Of course, the theory could simply be plain wrong. "There are so many places one could have turned off in the wrong direction," Penrose concedes. There is no hard evidence yet that the mind is based on a noncomputable process, for example, or even that such a process exists in quantum mechanics or anywhere else in physics. Essentially, what he knows is that the brain, in creating mind, seems to be doing something noncomputable and that the mechanism behind quantum mechanical "choosing" is so suggestively incomplete that it may well also involve noncomputable processes--and that there's a nice overlap between the two that seems to converge at microtubules.

But he does have ideas for confirming at least parts of his theory. His assertion that there is a gap in quantum mechanical theory because it can't account for the process of choosing a single state would be tremendously bolstered if he could come up with a prediction about the process that can't be wrung from conventional theory. If the current theory were complete, it would be able to provide, at least in principle, all predictions that can be made. If he can make a prediction that doesn't come from the theory, then the theory is incomplete. Penrose and other physicists believe that just such a prediction may, in fact, be possible. They have proposed an addition to quantum mechanics that would describe how much time, on average, a given particle in a given environment would last in a quantum mechanical mixture of states before choosing a single state--a question on which conventional theory is mute. "I believe these times could very possibly be measured," he says. "I'm talking to experimentalists about the possibility."

Hameroff, for his part, is trying to come up with a scheme for experimentally determining how microtubules process patterns of signals. To do that, he is trying to design a device with two microscopic prongs: one would introduce a tiny electric jolt at certain points in a microtubule network; the other would detect any jolts that emerged at some other point. Determining where jolts emerge would provide some indication of how microtubules interconnect and direct signal flow as well as how these arrangements change over time. Eventually, Hameroff would like to determine how microtubule signal patterns represent information, the way a computer chip represents information with long series of 1's and 0's. "If we can decode the patterns," he says, "we might be able to connect microtubules to a computer and swap information back and forth."

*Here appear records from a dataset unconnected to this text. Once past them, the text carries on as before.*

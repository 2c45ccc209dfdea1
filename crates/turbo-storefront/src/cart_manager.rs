//! Cart state held on the client, kept in step with the remote cart.
//!
//! The server owns the cart. Every mutation is sent, then the whole cart is
//! read back; nothing is changed locally ahead of the server.

use crate::api::StoreApi;
use crate::views::CartView;
use crate::StorefrontError;
use std::sync::Arc;
use turbo_commerce::cart::{validate_quantity, Cart, CartPricing, PricingPolicy};
use turbo_commerce::error::CommerceError;
use turbo_commerce::ids::ProductId;
use turbo_commerce::money::Currency;

/// Client-side cart state.
pub struct CartManager {
    api: Arc<dyn StoreApi>,
    pricing: PricingPolicy,
    cart: Cart,
    loading: bool,
    loaded: bool,
    last_error: Option<String>,
}

impl CartManager {
    pub fn new(api: Arc<dyn StoreApi>, pricing: PricingPolicy, currency: Currency) -> Self {
        Self {
            api,
            pricing,
            cart: Cart::new(currency),
            loading: false,
            loaded: false,
            last_error: None,
        }
    }

    /// The cart as of the last successful load.
    pub fn cart(&self) -> &Cart {
        &self.cart
    }

    pub fn is_loading(&self) -> bool {
        self.loading
    }

    /// Whether any load has succeeded yet.
    pub fn has_loaded(&self) -> bool {
        self.loaded
    }

    /// Message of the last failed remote call, cleared by the next successful load.
    pub fn last_error(&self) -> Option<&str> {
        self.last_error.as_deref()
    }

    /// Fetch the cart and replace local state with it.
    ///
    /// On failure the previous cart stays (empty before the first load).
    pub async fn load(&mut self) -> Result<&Cart, StorefrontError> {
        self.loading = true;
        let result = self.api.get_cart().await;
        self.loading = false;

        match result {
            Ok(items) => {
                self.cart = Cart::from_items(items, self.cart.currency);
                self.loaded = true;
                self.last_error = None;
                tracing::debug!(lines = self.cart.unique_item_count(), "cart loaded");
                Ok(&self.cart)
            }
            Err(e) => Err(self.failed("load cart", e.into())),
        }
    }

    /// Set a line's quantity. Quantities below 1 are rejected without a call.
    pub async fn add_or_update(
        &mut self,
        product_id: &ProductId,
        quantity: i64,
    ) -> Result<(), StorefrontError> {
        let quantity = validate_quantity(quantity)?;
        let result = self.api.update_cart_item(product_id, quantity).await;
        self.after_mutation("update quantity", product_id, result).await
    }

    /// Raise a line's quantity by one.
    pub async fn increment(&mut self, product_id: &ProductId) -> Result<(), StorefrontError> {
        let current = self.current_quantity(product_id)?;
        self.add_or_update(product_id, i64::from(current) + 1).await
    }

    /// Lower a line's quantity by one. At quantity 1 this is rejected without a call.
    pub async fn decrement(&mut self, product_id: &ProductId) -> Result<(), StorefrontError> {
        let current = self.current_quantity(product_id)?;
        self.add_or_update(product_id, i64::from(current) - 1).await
    }

    /// Whether `decrement` would be sent (the minus button is enabled).
    pub fn can_decrement(&self, product_id: &ProductId) -> bool {
        self.cart.quantity_of(product_id).is_some_and(|q| q > 1)
    }

    /// Add `quantity` of a product, on top of any existing line.
    pub async fn add(&mut self, product_id: &ProductId, quantity: i64) -> Result<(), StorefrontError> {
        let quantity = validate_quantity(quantity)?;
        let result = self.api.add_to_cart(product_id, quantity).await;
        self.after_mutation("add to cart", product_id, result).await
    }

    /// Remove a line entirely.
    pub async fn remove(&mut self, product_id: &ProductId) -> Result<(), StorefrontError> {
        let result = self.api.remove_cart_item(product_id).await;
        self.after_mutation("remove item", product_id, result).await
    }

    /// Empty the cart.
    pub async fn clear(&mut self) -> Result<(), StorefrontError> {
        let result = self.api.clear_cart().await;
        match result {
            Ok(()) => {
                tracing::info!("cart cleared");
                self.load().await.map(|_| ())
            }
            Err(e) => Err(self.failed("clear cart", e.into())),
        }
    }

    /// Totals of the current cart.
    pub fn pricing(&self) -> Result<CartPricing, StorefrontError> {
        Ok(self.pricing.calculate(&self.cart)?)
    }

    /// Display model of the current cart.
    pub fn view(&self) -> Result<CartView, StorefrontError> {
        Ok(CartView::build(&self.cart, &self.pricing()?))
    }

    fn current_quantity(&self, product_id: &ProductId) -> Result<u32, StorefrontError> {
        self.cart
            .quantity_of(product_id)
            .ok_or_else(|| CommerceError::ItemNotInCart(product_id.to_string()).into())
    }

    async fn after_mutation(
        &mut self,
        action: &'static str,
        product_id: &ProductId,
        result: Result<(), turbo_data::FetchError>,
    ) -> Result<(), StorefrontError> {
        match result {
            Ok(()) => {
                tracing::info!(product = %product_id, action, "cart updated");
                self.load().await.map(|_| ())
            }
            Err(e) => Err(self.failed(action, e.into())),
        }
    }

    fn failed(&mut self, action: &str, error: StorefrontError) -> StorefrontError {
        tracing::error!(action, error = %error, "cart request failed");
        self.last_error = Some(error.user_message());
        error
    }
}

But even in the absence of experimental evidence, Penrose has a very good feeling about the theory. "It's the old Sherlock Holmes argument," he says. "After you've eliminated the impossible, whatever remains, no matter how improbable, is the truth. I'm 90 percent sure these ideas are basically correct." After a moment of thought, he adds: "Well, maybe 80 percent. The Sherlock Holmes argument can be a dangerous one."

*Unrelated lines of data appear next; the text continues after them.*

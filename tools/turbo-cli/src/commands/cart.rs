//! Show and change the cart.

use anyhow::{Context as _, Result};
use dialoguer::Confirm;
use turbo_commerce::cart::Cart;
use turbo_commerce::error::CommerceError;
use turbo_commerce::ids::ProductId;
use turbo_storefront::CartManager;

use super::{CartAction, CartArgs};
use crate::context::Context;

/// Run the cart command.
pub async fn run(args: CartArgs, ctx: &Context) -> Result<()> {
    let currency = ctx.config.pricing.currency()?;
    let mut manager = CartManager::new(ctx.api.clone(), ctx.config.pricing.policy(), currency);

    let spinner = ctx.output.spinner("Loading cart...");
    let loaded = manager.load().await.map(|_| ());
    spinner.finish_and_clear();
    loaded.context("Failed to load cart")?;

    let action = args.action.unwrap_or(CartAction::Show);
    let message = match action {
        CartAction::Show => None,
        CartAction::Add { product, quantity } => {
            let id = ProductId::new(product);
            with_spinner(ctx, "Adding to cart...", manager.add(&id, quantity)).await?;
            Some(format!("Added {} x {}", quantity, id))
        }
        CartAction::Set { product, quantity } => {
            let id = ProductId::new(product);
            with_spinner(ctx, "Updating cart...", manager.add_or_update(&id, quantity)).await?;
            Some(format!("Set {} to {}", id, quantity))
        }
        CartAction::Inc { product } => {
            let id = ProductId::new(product);
            with_spinner(ctx, "Updating cart...", manager.increment(&id)).await?;
            Some(format!("Increased {}", id))
        }
        CartAction::Dec { product } => {
            let id = ProductId::new(product);
            match decrement_blocked(manager.cart(), &id) {
                Some(DecrementBlock::AtMinimum) => {
                    ctx.output.warn(&format!(
                        "{} is already at quantity 1; use `turbo cart remove` instead",
                        id
                    ));
                    None
                }
                Some(DecrementBlock::NotInCart) => {
                    anyhow::bail!(CommerceError::ItemNotInCart(id.to_string()));
                }
                None => {
                    with_spinner(ctx, "Updating cart...", manager.decrement(&id)).await?;
                    Some(format!("Decreased {}", id))
                }
            }
        }
        CartAction::Remove { product } => {
            let id = ProductId::new(product);
            with_spinner(ctx, "Removing item...", manager.remove(&id)).await?;
            Some(format!("Removed {}", id))
        }
        CartAction::Clear { yes } => {
            if !yes && !ctx.output.is_json() {
                let confirmed = Confirm::new()
                    .with_prompt("Remove every item from your cart?")
                    .default(false)
                    .interact()?;
                if !confirmed {
                    ctx.output.info("Cart left unchanged");
                    return Ok(());
                }
            }
            with_spinner(ctx, "Clearing cart...", manager.clear()).await?;
            Some("Cart cleared".to_string())
        }
    };

    if let Some(message) = message {
        ctx.output.success(&message);
    }

    let view = manager.view()?;
    ctx.output.view(&view, &view.render());
    Ok(())
}

async fn with_spinner<T>(
    ctx: &Context,
    msg: &str,
    fut: impl std::future::Future<Output = Result<T, turbo_storefront::StorefrontError>>,
) -> Result<T> {
    let spinner = ctx.output.spinner(msg);
    let result = fut.await;
    spinner.finish_and_clear();
    result.map_err(|e| anyhow::anyhow!(e.user_message()))
}

#[derive(Debug, PartialEq, Eq)]
enum DecrementBlock {
    NotInCart,
    AtMinimum,
}

/// Why `cart dec` cannot go ahead, if it cannot.
fn decrement_blocked(cart: &Cart, product_id: &ProductId) -> Option<DecrementBlock> {
    match cart.quantity_of(product_id) {
        None => Some(DecrementBlock::NotInCart),
        Some(quantity) if quantity <= 1 => Some(DecrementBlock::AtMinimum),
        Some(_) => None,
    }
}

The quantum consciousness model, as an exquisite bonus, could in principle help lead the way to a new theory of physics that could repair a serious hole (to some) in quantum mechanics. Penrose believes such a theory will come to light sooner or later, whether or not he is right about consciousness--but it could happen sooner if the model proves correct.

What a great practical joke nature will have played on us if all the thinking that has gone into uncovering the ultimate laws of the universe turns out to reveal that one of the biggest clues was woven all along into the very fabric of thought itself.